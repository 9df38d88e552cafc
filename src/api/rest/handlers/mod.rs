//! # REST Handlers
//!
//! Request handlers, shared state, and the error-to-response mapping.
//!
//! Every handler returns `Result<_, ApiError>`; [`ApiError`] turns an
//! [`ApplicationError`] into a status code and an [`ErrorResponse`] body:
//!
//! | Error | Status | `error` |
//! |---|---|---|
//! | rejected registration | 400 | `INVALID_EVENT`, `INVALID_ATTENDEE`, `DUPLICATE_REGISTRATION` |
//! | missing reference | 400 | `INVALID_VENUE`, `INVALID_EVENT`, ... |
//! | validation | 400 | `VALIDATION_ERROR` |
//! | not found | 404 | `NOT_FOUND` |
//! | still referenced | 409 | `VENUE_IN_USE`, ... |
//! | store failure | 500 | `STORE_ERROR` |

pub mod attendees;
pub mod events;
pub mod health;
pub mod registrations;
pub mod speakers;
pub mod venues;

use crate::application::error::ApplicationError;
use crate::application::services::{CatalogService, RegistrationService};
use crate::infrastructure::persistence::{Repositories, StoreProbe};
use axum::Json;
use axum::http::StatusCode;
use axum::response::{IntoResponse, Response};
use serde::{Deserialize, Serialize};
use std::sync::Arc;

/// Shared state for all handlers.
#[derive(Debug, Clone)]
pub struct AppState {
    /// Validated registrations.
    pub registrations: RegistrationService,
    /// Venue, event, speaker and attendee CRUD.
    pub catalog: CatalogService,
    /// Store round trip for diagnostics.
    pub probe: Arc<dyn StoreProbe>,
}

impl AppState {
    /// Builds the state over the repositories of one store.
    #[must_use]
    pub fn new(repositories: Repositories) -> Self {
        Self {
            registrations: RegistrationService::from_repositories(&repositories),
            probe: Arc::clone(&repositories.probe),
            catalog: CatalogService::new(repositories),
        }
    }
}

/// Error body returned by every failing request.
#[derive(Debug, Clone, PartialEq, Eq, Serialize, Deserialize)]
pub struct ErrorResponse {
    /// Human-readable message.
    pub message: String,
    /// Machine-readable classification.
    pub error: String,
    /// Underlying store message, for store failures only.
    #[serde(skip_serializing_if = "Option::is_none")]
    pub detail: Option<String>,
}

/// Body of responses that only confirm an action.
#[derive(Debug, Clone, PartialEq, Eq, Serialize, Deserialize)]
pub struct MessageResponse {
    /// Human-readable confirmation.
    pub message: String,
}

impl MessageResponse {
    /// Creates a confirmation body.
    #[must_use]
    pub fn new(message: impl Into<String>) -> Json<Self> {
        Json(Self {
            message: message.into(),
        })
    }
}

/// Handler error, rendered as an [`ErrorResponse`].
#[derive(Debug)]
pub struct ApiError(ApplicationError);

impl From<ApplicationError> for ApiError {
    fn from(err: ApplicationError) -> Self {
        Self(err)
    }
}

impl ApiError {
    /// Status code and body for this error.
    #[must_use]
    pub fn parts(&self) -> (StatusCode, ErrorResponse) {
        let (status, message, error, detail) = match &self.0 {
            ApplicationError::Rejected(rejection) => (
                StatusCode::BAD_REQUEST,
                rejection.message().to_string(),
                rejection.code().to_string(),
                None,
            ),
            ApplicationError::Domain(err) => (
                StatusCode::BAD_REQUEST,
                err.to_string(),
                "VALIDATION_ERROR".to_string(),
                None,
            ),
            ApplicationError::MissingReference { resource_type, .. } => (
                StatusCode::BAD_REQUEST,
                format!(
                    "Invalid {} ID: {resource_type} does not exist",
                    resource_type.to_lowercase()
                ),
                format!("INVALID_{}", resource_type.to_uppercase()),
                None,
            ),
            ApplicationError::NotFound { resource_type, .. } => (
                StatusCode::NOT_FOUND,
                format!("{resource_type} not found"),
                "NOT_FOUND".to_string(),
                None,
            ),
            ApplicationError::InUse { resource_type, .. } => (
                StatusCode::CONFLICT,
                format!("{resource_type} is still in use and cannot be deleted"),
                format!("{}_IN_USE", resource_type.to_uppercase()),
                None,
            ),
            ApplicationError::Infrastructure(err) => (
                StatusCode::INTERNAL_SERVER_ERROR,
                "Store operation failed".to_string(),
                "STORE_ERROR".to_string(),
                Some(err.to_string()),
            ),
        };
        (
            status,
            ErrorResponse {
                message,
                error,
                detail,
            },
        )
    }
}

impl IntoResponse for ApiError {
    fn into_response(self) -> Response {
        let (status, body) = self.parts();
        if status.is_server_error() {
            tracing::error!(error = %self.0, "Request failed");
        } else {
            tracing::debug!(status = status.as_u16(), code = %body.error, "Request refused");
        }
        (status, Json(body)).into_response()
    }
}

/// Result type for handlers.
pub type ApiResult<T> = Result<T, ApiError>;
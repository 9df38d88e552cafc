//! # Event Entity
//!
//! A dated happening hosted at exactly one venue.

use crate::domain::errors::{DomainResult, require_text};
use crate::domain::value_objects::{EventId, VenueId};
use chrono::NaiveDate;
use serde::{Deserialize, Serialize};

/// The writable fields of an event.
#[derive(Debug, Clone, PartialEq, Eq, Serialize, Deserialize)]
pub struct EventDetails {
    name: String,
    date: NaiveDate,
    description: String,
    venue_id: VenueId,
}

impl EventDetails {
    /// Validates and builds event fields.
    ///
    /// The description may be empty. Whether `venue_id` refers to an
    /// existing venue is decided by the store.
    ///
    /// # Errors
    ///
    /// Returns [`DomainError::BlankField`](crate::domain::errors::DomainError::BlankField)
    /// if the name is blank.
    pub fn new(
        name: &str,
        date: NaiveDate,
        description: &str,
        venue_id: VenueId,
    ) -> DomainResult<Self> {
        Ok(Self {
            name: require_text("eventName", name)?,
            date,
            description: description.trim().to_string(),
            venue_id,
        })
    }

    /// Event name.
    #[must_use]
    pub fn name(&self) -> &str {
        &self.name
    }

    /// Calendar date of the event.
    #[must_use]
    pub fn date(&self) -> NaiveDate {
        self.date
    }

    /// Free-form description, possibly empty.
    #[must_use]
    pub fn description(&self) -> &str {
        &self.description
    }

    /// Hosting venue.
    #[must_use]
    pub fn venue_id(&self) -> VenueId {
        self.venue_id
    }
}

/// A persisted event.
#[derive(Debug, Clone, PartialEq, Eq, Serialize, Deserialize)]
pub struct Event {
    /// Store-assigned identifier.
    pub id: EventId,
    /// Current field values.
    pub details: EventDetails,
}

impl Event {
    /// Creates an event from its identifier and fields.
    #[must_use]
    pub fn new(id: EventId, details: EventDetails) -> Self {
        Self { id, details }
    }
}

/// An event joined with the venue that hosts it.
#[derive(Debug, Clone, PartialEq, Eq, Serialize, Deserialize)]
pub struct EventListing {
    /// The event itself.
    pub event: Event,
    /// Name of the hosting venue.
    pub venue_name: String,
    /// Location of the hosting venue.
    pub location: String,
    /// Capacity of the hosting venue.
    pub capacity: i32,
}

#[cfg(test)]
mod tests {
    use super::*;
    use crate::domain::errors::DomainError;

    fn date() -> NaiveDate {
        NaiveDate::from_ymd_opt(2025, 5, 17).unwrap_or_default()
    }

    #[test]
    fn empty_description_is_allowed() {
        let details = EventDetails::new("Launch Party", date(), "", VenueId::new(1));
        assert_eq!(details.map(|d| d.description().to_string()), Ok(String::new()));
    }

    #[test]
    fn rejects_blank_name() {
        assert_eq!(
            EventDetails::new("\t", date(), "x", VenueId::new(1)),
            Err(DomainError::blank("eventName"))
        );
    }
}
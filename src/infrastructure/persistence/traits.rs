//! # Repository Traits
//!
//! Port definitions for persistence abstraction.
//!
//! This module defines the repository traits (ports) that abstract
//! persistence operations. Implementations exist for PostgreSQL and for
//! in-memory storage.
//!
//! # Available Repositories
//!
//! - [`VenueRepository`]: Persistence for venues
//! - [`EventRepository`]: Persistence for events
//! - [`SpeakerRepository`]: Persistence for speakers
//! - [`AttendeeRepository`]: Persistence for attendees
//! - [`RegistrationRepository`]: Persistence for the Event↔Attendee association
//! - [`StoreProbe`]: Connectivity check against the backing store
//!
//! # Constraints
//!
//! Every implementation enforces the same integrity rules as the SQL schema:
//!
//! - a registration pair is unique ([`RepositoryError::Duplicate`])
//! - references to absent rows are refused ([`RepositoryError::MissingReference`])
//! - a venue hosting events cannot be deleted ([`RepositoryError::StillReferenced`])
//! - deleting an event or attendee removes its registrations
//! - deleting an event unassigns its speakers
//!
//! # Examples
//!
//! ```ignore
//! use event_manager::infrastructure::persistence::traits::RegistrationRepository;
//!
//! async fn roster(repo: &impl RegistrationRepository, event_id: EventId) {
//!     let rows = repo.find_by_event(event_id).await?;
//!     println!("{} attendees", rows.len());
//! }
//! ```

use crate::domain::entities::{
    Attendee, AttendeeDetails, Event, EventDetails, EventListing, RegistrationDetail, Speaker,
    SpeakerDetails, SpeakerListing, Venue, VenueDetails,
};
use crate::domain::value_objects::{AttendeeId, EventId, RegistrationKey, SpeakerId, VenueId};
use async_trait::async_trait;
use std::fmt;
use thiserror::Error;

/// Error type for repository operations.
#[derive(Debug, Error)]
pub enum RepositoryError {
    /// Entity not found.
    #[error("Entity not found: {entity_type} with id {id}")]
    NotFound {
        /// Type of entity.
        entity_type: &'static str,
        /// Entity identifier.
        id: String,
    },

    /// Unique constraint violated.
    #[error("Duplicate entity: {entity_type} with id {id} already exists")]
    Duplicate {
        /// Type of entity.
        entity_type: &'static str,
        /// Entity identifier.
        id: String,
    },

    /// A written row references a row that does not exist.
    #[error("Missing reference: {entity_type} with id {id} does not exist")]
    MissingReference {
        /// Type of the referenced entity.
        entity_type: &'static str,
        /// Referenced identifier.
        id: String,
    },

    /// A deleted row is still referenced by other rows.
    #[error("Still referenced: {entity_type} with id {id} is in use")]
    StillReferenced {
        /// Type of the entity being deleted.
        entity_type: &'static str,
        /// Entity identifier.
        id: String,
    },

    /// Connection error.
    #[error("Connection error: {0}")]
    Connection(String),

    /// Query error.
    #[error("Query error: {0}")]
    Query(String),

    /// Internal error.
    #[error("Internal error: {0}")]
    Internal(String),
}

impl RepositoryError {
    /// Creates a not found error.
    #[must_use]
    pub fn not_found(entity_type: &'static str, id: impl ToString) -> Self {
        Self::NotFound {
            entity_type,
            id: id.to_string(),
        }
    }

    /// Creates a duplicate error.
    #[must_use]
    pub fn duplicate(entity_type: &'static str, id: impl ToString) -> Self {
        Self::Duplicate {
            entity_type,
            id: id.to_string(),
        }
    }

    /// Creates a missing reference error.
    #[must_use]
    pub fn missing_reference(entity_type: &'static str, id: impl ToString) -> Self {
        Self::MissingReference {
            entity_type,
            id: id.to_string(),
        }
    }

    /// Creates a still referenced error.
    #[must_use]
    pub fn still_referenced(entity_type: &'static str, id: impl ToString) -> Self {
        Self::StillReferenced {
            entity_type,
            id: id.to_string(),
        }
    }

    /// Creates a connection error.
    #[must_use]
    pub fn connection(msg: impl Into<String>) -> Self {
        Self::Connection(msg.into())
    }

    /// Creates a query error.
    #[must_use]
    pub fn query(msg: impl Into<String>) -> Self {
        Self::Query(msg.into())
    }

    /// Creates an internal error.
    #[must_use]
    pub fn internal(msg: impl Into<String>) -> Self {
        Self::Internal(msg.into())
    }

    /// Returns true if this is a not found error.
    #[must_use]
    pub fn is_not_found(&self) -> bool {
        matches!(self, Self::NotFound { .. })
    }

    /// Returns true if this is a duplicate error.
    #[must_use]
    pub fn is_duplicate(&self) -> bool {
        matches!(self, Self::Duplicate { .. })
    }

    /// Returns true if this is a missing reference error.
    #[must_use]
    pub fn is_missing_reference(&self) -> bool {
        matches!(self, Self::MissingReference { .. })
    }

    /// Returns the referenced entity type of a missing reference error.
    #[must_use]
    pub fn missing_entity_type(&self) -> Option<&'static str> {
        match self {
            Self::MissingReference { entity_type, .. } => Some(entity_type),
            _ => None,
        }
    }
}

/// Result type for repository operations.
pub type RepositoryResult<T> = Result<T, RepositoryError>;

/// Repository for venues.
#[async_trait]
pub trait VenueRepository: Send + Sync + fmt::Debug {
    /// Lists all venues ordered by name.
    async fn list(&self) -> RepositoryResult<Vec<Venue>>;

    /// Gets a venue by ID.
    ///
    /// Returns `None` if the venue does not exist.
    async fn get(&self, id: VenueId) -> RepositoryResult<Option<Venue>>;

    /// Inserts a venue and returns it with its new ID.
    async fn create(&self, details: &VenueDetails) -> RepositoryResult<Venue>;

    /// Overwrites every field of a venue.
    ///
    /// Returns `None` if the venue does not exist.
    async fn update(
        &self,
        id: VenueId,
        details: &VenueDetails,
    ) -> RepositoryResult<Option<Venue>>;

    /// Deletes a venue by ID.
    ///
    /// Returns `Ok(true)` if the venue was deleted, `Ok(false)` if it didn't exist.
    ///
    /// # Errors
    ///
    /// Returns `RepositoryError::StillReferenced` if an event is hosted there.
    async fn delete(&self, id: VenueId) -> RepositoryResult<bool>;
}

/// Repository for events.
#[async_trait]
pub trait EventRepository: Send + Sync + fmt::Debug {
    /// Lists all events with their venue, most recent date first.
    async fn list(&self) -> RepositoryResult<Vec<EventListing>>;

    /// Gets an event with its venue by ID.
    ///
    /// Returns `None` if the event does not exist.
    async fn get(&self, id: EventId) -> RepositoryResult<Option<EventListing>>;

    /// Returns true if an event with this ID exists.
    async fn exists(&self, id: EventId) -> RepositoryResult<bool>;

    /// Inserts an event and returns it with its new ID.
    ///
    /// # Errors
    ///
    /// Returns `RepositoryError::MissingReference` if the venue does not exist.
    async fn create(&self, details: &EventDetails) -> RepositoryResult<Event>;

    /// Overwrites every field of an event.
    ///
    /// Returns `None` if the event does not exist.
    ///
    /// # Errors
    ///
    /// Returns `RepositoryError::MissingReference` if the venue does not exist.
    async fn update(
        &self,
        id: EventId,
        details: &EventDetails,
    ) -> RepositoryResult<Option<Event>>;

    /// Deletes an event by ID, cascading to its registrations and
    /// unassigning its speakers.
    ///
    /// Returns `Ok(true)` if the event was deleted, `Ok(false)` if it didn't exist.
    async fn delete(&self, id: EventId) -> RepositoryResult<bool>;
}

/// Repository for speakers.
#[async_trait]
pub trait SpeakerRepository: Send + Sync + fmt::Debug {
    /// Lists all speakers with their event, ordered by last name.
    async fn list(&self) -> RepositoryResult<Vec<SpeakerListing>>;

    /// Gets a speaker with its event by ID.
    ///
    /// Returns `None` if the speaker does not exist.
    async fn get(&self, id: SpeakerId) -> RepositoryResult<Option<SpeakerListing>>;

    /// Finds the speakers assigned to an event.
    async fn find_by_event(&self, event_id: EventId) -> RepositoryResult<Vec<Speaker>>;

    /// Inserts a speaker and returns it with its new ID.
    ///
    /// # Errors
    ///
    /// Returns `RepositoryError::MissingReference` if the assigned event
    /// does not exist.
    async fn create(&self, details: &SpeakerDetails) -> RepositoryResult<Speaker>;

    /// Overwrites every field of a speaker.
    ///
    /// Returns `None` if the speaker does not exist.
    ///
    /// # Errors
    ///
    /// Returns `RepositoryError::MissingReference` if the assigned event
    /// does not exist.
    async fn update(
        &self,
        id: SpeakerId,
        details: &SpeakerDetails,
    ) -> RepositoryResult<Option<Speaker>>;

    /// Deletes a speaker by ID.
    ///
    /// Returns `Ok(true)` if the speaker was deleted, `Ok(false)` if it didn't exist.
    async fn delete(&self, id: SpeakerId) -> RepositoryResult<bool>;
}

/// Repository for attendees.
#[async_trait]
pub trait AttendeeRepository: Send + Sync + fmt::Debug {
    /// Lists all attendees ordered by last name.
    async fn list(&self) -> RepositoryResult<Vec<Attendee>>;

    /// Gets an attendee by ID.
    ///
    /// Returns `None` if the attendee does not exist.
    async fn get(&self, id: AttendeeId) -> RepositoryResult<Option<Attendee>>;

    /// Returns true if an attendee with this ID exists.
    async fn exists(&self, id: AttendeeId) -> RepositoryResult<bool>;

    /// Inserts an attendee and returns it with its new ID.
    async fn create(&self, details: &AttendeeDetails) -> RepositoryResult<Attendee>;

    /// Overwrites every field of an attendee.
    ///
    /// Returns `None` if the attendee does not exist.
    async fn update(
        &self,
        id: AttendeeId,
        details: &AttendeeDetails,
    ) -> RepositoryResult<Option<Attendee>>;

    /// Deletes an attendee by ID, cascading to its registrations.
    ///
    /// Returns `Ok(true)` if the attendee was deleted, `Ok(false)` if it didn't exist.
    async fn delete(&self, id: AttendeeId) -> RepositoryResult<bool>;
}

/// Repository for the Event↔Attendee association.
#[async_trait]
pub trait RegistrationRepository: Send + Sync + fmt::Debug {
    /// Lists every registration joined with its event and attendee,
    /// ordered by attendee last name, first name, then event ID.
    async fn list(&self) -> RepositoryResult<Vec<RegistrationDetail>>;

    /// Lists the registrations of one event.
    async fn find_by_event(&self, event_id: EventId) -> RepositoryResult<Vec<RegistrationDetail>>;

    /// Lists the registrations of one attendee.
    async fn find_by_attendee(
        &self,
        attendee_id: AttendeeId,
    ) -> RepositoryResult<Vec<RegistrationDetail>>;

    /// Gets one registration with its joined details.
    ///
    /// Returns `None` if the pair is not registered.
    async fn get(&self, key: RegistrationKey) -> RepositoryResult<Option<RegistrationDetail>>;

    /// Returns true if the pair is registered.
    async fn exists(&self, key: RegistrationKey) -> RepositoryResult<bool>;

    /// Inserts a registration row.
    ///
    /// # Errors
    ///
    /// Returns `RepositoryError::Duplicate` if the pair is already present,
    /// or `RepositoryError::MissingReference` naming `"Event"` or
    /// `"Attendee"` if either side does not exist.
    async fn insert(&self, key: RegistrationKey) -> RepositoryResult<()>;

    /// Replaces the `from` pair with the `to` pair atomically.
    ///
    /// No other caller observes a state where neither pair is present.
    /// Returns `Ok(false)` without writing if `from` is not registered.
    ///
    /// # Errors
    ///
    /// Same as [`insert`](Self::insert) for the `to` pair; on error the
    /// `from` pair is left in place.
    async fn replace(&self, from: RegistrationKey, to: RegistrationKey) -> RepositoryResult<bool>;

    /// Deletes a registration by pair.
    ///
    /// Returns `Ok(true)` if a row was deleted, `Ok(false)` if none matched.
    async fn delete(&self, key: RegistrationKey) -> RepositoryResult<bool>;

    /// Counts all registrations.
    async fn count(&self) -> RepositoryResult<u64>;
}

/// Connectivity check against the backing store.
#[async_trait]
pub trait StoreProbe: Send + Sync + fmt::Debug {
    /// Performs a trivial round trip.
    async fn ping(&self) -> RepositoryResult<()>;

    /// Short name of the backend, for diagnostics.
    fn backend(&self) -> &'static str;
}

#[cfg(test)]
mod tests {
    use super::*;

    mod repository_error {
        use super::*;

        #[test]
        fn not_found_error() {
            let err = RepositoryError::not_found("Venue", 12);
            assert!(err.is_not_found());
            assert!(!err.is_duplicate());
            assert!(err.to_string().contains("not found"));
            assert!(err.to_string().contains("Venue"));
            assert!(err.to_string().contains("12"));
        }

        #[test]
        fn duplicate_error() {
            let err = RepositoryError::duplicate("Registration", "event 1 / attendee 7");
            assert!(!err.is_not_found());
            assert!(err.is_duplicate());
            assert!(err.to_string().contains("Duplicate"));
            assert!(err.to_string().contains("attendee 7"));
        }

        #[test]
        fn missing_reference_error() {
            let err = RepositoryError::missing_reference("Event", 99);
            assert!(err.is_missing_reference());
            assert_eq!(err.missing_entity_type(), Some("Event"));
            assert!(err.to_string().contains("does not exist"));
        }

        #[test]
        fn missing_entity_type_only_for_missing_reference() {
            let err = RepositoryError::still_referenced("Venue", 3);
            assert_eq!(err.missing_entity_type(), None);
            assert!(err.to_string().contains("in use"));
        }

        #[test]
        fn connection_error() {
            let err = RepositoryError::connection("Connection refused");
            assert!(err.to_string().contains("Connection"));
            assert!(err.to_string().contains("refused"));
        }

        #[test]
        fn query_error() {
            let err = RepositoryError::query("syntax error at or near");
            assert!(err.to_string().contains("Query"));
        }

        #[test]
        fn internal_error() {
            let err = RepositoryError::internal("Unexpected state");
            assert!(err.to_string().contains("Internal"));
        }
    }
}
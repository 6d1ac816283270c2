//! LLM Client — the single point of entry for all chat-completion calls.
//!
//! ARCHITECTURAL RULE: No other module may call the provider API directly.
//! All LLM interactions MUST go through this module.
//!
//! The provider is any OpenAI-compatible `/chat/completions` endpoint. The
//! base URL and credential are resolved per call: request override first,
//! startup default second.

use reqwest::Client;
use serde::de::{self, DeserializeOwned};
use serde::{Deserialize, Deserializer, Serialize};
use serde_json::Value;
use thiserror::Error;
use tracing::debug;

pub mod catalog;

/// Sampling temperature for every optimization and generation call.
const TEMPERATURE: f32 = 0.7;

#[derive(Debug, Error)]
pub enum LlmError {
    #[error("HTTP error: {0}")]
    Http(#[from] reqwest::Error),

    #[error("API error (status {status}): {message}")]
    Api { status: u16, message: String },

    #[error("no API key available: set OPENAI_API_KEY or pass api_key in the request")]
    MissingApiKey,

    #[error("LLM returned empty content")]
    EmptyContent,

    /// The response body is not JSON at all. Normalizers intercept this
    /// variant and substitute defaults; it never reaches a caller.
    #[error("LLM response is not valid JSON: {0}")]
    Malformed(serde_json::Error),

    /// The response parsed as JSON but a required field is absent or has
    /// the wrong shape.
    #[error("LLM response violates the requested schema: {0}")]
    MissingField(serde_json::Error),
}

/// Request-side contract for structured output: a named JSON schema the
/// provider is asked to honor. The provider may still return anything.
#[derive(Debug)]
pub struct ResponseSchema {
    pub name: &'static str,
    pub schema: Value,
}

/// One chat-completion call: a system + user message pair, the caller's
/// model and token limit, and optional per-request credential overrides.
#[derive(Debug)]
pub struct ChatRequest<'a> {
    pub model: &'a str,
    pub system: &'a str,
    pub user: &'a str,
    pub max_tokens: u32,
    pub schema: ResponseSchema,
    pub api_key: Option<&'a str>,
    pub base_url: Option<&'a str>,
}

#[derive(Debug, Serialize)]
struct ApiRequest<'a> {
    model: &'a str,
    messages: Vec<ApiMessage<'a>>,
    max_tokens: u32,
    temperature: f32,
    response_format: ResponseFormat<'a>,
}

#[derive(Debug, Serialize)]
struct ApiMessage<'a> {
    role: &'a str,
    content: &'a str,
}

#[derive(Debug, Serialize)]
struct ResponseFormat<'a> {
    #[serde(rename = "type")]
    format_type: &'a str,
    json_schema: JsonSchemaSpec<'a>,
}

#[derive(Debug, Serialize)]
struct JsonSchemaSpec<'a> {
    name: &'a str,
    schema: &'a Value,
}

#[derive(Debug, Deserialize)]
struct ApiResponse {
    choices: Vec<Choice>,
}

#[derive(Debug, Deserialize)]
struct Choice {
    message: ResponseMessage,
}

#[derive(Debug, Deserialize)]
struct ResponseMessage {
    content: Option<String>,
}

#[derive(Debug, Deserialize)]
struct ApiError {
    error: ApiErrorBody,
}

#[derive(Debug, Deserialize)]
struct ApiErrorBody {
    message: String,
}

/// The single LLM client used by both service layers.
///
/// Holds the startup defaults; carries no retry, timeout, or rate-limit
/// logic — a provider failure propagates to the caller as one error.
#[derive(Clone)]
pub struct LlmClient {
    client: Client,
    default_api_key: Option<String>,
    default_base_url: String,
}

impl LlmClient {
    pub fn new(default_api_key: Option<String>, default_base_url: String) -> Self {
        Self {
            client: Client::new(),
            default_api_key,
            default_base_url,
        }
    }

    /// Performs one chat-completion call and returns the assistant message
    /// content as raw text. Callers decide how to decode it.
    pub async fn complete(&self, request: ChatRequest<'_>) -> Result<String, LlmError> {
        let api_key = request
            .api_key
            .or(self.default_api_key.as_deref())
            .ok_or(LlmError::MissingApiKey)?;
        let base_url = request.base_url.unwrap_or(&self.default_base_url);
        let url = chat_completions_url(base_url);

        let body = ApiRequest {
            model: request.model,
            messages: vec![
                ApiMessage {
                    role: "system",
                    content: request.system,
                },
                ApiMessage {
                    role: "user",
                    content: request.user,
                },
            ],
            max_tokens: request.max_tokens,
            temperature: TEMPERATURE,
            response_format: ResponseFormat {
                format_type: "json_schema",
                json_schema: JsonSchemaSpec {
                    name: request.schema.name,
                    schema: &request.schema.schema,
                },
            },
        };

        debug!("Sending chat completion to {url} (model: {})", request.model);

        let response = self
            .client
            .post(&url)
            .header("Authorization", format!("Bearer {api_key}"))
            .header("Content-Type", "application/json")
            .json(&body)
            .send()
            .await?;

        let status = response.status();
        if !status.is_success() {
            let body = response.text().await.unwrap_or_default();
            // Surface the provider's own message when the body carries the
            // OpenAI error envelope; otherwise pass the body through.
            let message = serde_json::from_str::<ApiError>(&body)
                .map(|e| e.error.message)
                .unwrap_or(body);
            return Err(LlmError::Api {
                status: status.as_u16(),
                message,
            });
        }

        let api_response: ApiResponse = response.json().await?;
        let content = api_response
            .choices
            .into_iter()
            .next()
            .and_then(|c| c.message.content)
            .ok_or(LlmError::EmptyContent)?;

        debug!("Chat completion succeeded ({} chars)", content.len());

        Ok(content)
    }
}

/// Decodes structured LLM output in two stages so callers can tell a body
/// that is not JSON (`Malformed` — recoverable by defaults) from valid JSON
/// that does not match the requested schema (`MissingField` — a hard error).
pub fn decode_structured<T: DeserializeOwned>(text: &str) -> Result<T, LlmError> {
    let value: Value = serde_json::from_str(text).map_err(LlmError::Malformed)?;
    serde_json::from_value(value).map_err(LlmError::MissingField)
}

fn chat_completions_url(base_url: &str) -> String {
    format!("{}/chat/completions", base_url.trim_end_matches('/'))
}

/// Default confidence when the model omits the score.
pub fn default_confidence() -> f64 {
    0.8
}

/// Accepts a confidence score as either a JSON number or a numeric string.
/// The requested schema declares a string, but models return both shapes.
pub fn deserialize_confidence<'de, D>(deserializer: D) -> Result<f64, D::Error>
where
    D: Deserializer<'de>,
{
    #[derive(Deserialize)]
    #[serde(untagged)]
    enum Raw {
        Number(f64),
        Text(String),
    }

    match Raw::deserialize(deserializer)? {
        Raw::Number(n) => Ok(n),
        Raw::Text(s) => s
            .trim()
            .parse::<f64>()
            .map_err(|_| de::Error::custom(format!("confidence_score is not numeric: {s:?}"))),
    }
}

* [Aim of the exercise]:
Would you please repeat exactly the lines above, starting at the line with "async fn delete(&self, id: EventId)" and stopping at the line with "async fn exists(&self, id: AttendeeId)", both included?

* [Solution for this task]:
    async fn delete(&self, id: EventId) -> RepositoryResult<bool>;
}

/// Repository for speakers.
#[async_trait]
pub trait SpeakerRepository: Send + Sync + fmt::Debug {
    /// Lists all speakers with their event, ordered by last name.
    async fn list(&self) -> RepositoryResult<Vec<SpeakerListing>>;

    /// Gets a speaker with its event by ID.
    ///
    /// Returns `None` if the speaker does not exist.
    async fn get(&self, id: SpeakerId) -> RepositoryResult<Option<SpeakerListing>>;

    /// Finds the speakers assigned to an event.
    async fn find_by_event(&self, event_id: EventId) -> RepositoryResult<Vec<Speaker>>;

    /// Inserts a speaker and returns it with its new ID.
    ///
    /// # Errors
    ///
    /// Returns `RepositoryError::MissingReference` if the assigned event
    /// does not exist.
    async fn create(&self, details: &SpeakerDetails) -> RepositoryResult<Speaker>;

    /// Overwrites every field of a speaker.
    ///
    /// Returns `None` if the speaker does not exist.
    ///
    /// # Errors
    ///
    /// Returns `RepositoryError::MissingReference` if the assigned event
    /// does not exist.
    async fn update(
        &self,
        id: SpeakerId,
        details: &SpeakerDetails,
    ) -> RepositoryResult<Option<Speaker>>;

    /// Deletes a speaker by ID.
    ///
    /// Returns `Ok(true)` if the speaker was deleted, `Ok(false)` if it didn't exist.
    async fn delete(&self, id: SpeakerId) -> RepositoryResult<bool>;
}

/// Repository for attendees.
#[async_trait]
pub trait AttendeeRepository: Send + Sync + fmt::Debug {
    /// Lists all attendees ordered by last name.
    async fn list(&self) -> RepositoryResult<Vec<Attendee>>;

    /// Gets an attendee by ID.
    ///
    /// Returns `None` if the attendee does not exist.
    async fn get(&self, id: AttendeeId) -> RepositoryResult<Option<Attendee>>;

    /// Returns true if an attendee with this ID exists.
    async fn exists(&self, id: AttendeeId) -> RepositoryResult<bool>;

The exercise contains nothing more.